Mayday, mayday
Canada has banned 1,500 types of assault weapons in response to the murder of 22 people in Nova Scotia last month. I didn't know there were that many kinds. Also, I can find no evidence of armed thugs demonstrating against the new law in provincial capitals.
Right across the border in Michigan, armed thugs rioted in Lansing because anti-coronavirus measures keep them from getting more tattoos and drinking in bars. Nobody was even whispering about taking their bang-bangs away, just for the day. Instead, they got approval from the nation's alleged chief law enforcement official, who called them "very good people," like the Nazis in Charlottesville. They had previously rioted in front of the governor's house, with signs that said "Tyrant Bitch." (The governor is a woman, which enrages them even more.) State legislators wearing bulletproof clothing is perfectly normal in Trumplandia.
Will this be repeated when Trump loses to Joe Biden? "I'm not fucking losing to Joe Biden," he screamed while threatening to sue his campaign manager.

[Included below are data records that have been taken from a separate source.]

//! Wire types consumed from the ic-filestore collaborator services:
//! the certified-asset canister interface and the on-disk identity session record.

pub mod assets;
pub mod session;
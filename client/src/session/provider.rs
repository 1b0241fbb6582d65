use candid::Principal;

use crate::config::Network;
use crate::error::ClientError;

/// Identity provider endpoint on mainnet.
const MAINNET_PROVIDER_URL: &str = "https://identity.ic0.app";

/// Browser family the interactive login flow will open.
///
/// Safari refuses third-party storage on `*.localhost` subdomains, which
/// breaks the subdomain form of the local provider URL, so Safari gets the
/// query-parameter form instead.
#[derive(Debug, Clone, Copy, PartialEq, Eq)]
pub enum Browser {
    Safari,
    Other,
}

impl Browser {
    /// Sniff the browser the system will open links with: an explicit
    /// `BROWSER` variable wins, otherwise the platform default.
    pub fn detect() -> Self {
        match std::env::var("BROWSER") {
            Ok(browser) if browser.to_ascii_lowercase().contains("safari") => Browser::Safari,
            Ok(_) => Browser::Other,
            Err(_) if cfg!(target_os = "macos") => Browser::Safari,
            Err(_) => Browser::Other,
        }
    }
}

/// Identity provider endpoint for the given network target and browser.
pub fn identity_provider_url(
    network: Network,
    identity_provider: Option<Principal>,
    browser: Browser,
) -> Result<String, ClientError> {
    match network {
        Network::Ic => Ok(MAINNET_PROVIDER_URL.to_string()),
        Network::Local { port } => {
            let canister_id = identity_provider.ok_or_else(|| {
                ClientError::Validation(
                    "CANISTER_ID_INTERNET_IDENTITY is required on a local network".to_string(),
                )
            })?;
            let url = match browser {
                Browser::Safari => format!("http://localhost:{port}/?canisterId={canister_id}"),
                Browser::Other => format!("http://{canister_id}.localhost:{port}"),
            };
            Ok(url)
        }
    }
}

Lawsuits and threats of lawsuits have been Trump's main business model for years, but it wasn't Brad Parscale who told Americans to shoot up with disinfectant. He merely observed that the daily assaults on the press, science, common sense and basic decency were having a negative impact on the polls. It's his job, for the moment. I predict that Parscale will soon hand the keys to someone who has already brought peace and a sword to the Middle East, and has put COVID-19 on a paying basis. Jared, take it away!

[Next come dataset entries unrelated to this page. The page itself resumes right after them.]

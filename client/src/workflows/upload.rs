use std::path::{Path, PathBuf};

use candid::Principal;

use crate::assets::{AssetBatch, AssetStore, StoreArgs};
use crate::error::ClientError;
use crate::session::Session;
use crate::workflows::{FileList, UploadRecord};

/// Hard ceiling on a selected file, in bytes (1 GiB).
pub const MAX_FILE_SIZE: u64 = 1_073_741_824;

/// Message surfaced when a selection exceeds [`MAX_FILE_SIZE`].
const MAX_SIZE_MESSAGE: &str = "Max size of 1 GB";

/// Namespace every upload key lives under, followed by the principal.
const UPLOADS_PREFIX: &str = "/uploads";

/// Upload key namespace of a principal.
pub(crate) fn upload_namespace(principal: &Principal) -> String {
    format!("{UPLOADS_PREFIX}/{principal}")
}

/// A file chosen for upload. Construction validates the selection; the
/// content itself is read only once the upload starts.
#[derive(Debug, Clone, PartialEq, Eq)]
pub struct SelectedFile {
    path: PathBuf,
    file_name: String,
    size: u64,
}

impl SelectedFile {
    /// Validate and select the file at `path`.
    pub fn open(path: impl AsRef<Path>) -> Result<Self, ClientError> {
        let path = path.as_ref();
        let metadata = std::fs::metadata(path)?;
        if !metadata.is_file() {
            return Err(ClientError::Validation(format!(
                "{} is not a regular file",
                path.display()
            )));
        }
        if metadata.len() > MAX_FILE_SIZE {
            return Err(ClientError::Validation(MAX_SIZE_MESSAGE.to_string()));
        }
        let file_name = path
            .file_name()
            .and_then(|name| name.to_str())
            .ok_or_else(|| {
                ClientError::Validation(format!("{} has no usable file name", path.display()))
            })?
            .to_string();
        Ok(Self {
            path: path.to_path_buf(),
            file_name,
            size: metadata.len(),
        })
    }

    pub fn file_name(&self) -> &str {
        &self.file_name
    }

    pub fn size(&self) -> u64 {
        self.size
    }

    fn read(&self) -> Result<Vec<u8>, ClientError> {
        Ok(std::fs::read(&self.path)?)
    }
}

/// Single-file upload workflow: select, validate, then store-and-commit
/// with progress reporting.
///
/// At most one upload is in flight; a second request is rejected, not
/// queued. The pending selection is consumed whatever the outcome of the
/// upload, and a failed upload is never retried.
#[derive(Debug, Default)]
pub struct UploadWorkflow {
    selection: Option<SelectedFile>,
    is_uploading: bool,
    progress: Option<f64>,
}

impl UploadWorkflow {
    pub fn new() -> Self {
        Self::default()
    }

    /// Select the file at `path`. A failed validation leaves any previous
    /// selection untouched.
    pub fn select(&mut self, path: impl AsRef<Path>) -> Result<(), ClientError> {
        if self.is_uploading {
            return Err(ClientError::Validation(
                "an upload is already in progress".to_string(),
            ));
        }
        let file = SelectedFile::open(path)?;
        log::debug!("selected {} ({} bytes)", file.file_name(), file.size());
        self.selection = Some(file);
        Ok(())
    }

    pub fn selection(&self) -> Option<&SelectedFile> {
        self.selection.as_ref()
    }

    /// Drop the pending selection.
    pub fn clear_selection(&mut self) {
        self.selection = None;
    }

    pub fn is_uploading(&self) -> bool {
        self.is_uploading
    }

    /// Completed fraction of the upload in flight, if any.
    pub fn progress(&self) -> Option<f64> {
        self.progress
    }

    /// Reset the progress indicator to its cleared state.
    pub fn reset_progress(&mut self) {
        self.progress = None;
    }

    /// Upload the pending selection, keyed by the current time. Progress
    /// is reported as a percentage.
    pub async fn upload<S: AssetStore>(
        &mut self,
        session: &Session,
        store: &S,
        list: &mut FileList,
        on_progress: impl FnMut(f64),
    ) -> Result<UploadRecord, ClientError> {
        self.upload_at(now_millis(), session, store, list, on_progress)
            .await
    }

    /// Upload the pending selection with an explicit creation timestamp.
    pub async fn upload_at<S: AssetStore>(
        &mut self,
        timestamp_ms: u64,
        session: &Session,
        store: &S,
        list: &mut FileList,
        mut on_progress: impl FnMut(f64),
    ) -> Result<UploadRecord, ClientError> {
        if self.is_uploading {
            return Err(ClientError::Validation(
                "an upload is already in progress".to_string(),
            ));
        }
        if !session.is_authenticated {
            return Err(ClientError::Session("log in before uploading".to_string()));
        }
        let Some(file) = self.selection.take() else {
            return Err(ClientError::Validation("no file selected".to_string()));
        };

        self.is_uploading = true;
        self.progress = Some(0.0);
        let result = self
            .run_upload(timestamp_ms, session, store, &file, &mut on_progress)
            .await;
        self.is_uploading = false;
        self.progress = None;

        let record = result?;
        list.prepend(record.clone());
        Ok(record)
    }

    async fn run_upload<S: AssetStore>(
        &mut self,
        timestamp_ms: u64,
        session: &Session,
        store: &S,
        file: &SelectedFile,
        on_progress: &mut impl FnMut(f64),
    ) -> Result<UploadRecord, ClientError> {
        let content = file.read()?;
        let content_type = sniff_content_type(&content);

        let mut batch = store.batch();
        let key = batch.store(
            content,
            StoreArgs {
                path: upload_namespace(&session.principal),
                file_name: format!("{timestamp_ms}-{}", file.file_name()),
                content_type,
            },
        )?;

        let progress = &mut self.progress;
        batch
            .commit(|reported| {
                let fraction = reported.fraction();
                *progress = Some(fraction);
                on_progress(fraction * 100.0);
            })
            .await?;

        log::info!("uploaded {} as {key}", file.file_name());
        Ok(UploadRecord {
            key,
            filename: file.file_name().to_string(),
            timestamp_ms,
        })
    }
}

fn sniff_content_type(content: &[u8]) -> String {
    infer::get(content)
        .map(|kind| kind.mime_type().to_string())
        .unwrap_or_else(|| "application/octet-stream".to_string())
}

fn now_millis() -> u64 {
    let nanos = time::OffsetDateTime::now_utc().unix_timestamp_nanos();
    u64::try_from(nanos / 1_000_000).unwrap_or(0)
}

Fans of English footballer-turned-conspiracy-loon David Icke will be disappointed that Facebook has removed one of his pages asserting that COVID is linked to 5G mobile technology. This has led to many 5G towers being destroyed by other loons. There are still plenty of places you can read his interesting ideas about lizard people, Jewish world domination, the legalization of rape by Muslim men, and how viruses are not spread by physical contact. I believe they are known as the Dark Web.
As you can see here, the other states are laughing and pointing at Georgia only a week after the restrictions were lifted. It seems coronavirus, which is a lot smarter than Brian Kemp, was waiting to pounce. Matt Kim and his mohawk are the official face of Don't Do It, Stupid (notice that the barber is wearing a mask but no gloves). As one Italian mayor shouted at someone who ventured out, "No one will see your hair, [Italian term of abuse]! Your coffin will be closed!"
If you're lucky enough to have one. In Brooklyn yesterday, corpses stored in ordinary trucks were discovered outside the Cleckley Funeral Home. "Bodies were coming out of our ears," said the owner, in one of those sentences you can never forget. The "last responders" are unable to keep up with demand, and New Yorkers are being temporarily interred on Hart Island, last resting place for the city's unidentified and unclaimed. Graves are dug by inmates from Riker's Island, a reminder that COVID is spreading unchecked in every prison, jail and detention camp. In federal prisons, coronavirus has been found in seventy percent of inmates, so it's probably similar in the state systems where there isn't even testing. Corrections officers and other employees are at considerable risk and -- say it with me -- lack personal protective equipment. The country that accounts for most of the world's COVID deaths also has the largest prison population. Imagine that.
Workers at FedEx, Walmart, Whole Foods, Target and other companies that are profiting during the pandemic remembered that May 1 used to belong to labor. They are joining nurses in mass walkouts to protest lack of PPE. Meat plant workers, on the other hand, have to work or lose their health insurance, which they will probably need if they return to work.
You know who might be returning to work in the White House? Mickey Flynn! If his lawyer can't convince a judge that he was entrapped into pleading guilty, Trump will just pardon him and give him his old job back as
Steve Herman, on the other hand, may not be back because he pointed out that Karen Pence was lying when she said no one told her husband to put on a surgical mask at the Mayo Clinic. Nobody puts Mother in the corner. Herman works for -- wait for it -- Voice of America.
We love our veterans. We say so loudly on Veterans Day, Memorial Day, July Fourth and every other remotely patriotic holiday we can think of or invent. And so, while VA hospitals still lack PPE, testing kits and ventilators, the Administration is committed to supplying them with body bags. Thank you for your service.
The Senate will re-convene on Monday, even though Brian Monahan, doctor of Congress (I didn't know either), says he doesn't have the fifteen-minute tests for coronavirus, probably because the White House is using them to test Trump every time he makes a phone call or has a poop. (There's a grand article by Fintan O'Toole in the May 14 New York Review of Books about Trump's germophobia and dislike for handshaking in contrast to his lack of concern for every other person on earth.) A hundred people, many over 70, crowded into a small room -- what could go wrong?
We forget about the rest of the world unless casting about for someone to blame (China, WHO, those dirty immigrants). Riots in Lebanon suggest what our future may look like. Imagine if Trumpanzees were hungry, too.